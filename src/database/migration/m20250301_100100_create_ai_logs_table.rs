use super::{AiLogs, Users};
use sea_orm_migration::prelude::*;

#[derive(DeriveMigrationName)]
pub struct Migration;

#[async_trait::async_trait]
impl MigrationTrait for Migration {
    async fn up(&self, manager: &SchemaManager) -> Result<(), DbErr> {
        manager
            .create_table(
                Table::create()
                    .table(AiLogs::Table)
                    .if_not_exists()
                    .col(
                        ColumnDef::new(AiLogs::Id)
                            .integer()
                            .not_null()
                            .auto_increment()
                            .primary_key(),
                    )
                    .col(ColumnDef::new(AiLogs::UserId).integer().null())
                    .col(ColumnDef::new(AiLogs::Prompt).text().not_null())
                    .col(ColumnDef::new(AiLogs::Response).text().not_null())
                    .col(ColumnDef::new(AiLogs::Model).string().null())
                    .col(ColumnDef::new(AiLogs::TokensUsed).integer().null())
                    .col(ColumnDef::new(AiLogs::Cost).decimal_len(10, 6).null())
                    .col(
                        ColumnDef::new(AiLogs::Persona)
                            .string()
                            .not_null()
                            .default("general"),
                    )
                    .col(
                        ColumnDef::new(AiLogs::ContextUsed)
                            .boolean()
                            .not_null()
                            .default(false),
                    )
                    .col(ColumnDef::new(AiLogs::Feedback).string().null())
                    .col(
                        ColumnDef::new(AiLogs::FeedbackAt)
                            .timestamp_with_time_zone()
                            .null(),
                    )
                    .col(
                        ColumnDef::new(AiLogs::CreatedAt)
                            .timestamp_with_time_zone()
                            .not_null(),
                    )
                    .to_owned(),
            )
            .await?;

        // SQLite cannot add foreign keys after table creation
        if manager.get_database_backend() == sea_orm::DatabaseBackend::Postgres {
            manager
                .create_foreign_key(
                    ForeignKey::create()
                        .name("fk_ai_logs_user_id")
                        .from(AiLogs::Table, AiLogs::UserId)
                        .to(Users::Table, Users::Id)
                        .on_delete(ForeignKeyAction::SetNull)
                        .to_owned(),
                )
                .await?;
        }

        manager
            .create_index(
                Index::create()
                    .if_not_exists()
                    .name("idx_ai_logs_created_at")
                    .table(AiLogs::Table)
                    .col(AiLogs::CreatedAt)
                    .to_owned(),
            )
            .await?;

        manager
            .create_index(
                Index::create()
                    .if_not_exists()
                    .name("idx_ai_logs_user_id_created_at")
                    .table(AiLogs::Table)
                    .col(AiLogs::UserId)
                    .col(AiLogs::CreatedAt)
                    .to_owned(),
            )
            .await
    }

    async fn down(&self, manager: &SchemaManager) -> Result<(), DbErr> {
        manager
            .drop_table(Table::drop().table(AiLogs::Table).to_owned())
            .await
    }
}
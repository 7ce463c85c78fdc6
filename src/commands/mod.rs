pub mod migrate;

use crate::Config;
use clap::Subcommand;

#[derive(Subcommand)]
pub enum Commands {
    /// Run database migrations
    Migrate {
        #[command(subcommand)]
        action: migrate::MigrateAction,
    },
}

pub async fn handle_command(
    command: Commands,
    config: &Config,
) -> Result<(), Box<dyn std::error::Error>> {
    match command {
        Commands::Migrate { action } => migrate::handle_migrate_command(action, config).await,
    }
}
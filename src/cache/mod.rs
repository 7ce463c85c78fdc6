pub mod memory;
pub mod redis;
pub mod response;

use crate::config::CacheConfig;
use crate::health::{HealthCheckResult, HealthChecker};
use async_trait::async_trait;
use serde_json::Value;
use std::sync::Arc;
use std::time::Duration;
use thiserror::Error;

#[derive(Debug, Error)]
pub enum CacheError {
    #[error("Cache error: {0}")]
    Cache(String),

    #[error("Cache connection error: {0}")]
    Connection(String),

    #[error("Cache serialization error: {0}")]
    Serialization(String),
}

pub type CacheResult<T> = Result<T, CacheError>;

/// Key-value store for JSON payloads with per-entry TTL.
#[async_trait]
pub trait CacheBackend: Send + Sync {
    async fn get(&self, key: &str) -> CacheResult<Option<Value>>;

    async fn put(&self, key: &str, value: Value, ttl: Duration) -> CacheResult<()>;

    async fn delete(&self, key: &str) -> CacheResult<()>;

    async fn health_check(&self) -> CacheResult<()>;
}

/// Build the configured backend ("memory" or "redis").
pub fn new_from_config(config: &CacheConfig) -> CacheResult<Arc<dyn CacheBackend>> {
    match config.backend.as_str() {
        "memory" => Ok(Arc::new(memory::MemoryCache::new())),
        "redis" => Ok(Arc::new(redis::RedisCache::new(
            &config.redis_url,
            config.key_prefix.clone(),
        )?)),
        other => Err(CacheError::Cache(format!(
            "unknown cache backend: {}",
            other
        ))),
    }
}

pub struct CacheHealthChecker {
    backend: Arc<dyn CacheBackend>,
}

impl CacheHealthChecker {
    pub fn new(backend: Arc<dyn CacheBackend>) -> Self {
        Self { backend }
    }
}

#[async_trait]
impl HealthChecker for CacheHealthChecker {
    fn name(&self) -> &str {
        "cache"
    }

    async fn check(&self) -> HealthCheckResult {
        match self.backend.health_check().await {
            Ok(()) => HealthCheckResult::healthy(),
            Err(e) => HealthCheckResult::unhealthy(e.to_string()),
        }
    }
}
· · · · · · ·
| EXERCISE DESCRIPTION |
Scan the material above for the string "derive". Copy each line that holds it.

| SOLUTION BELOW |
#[derive(DeriveMigrationName)]
#[derive(Subcommand)]
#[derive(Debug, Error)]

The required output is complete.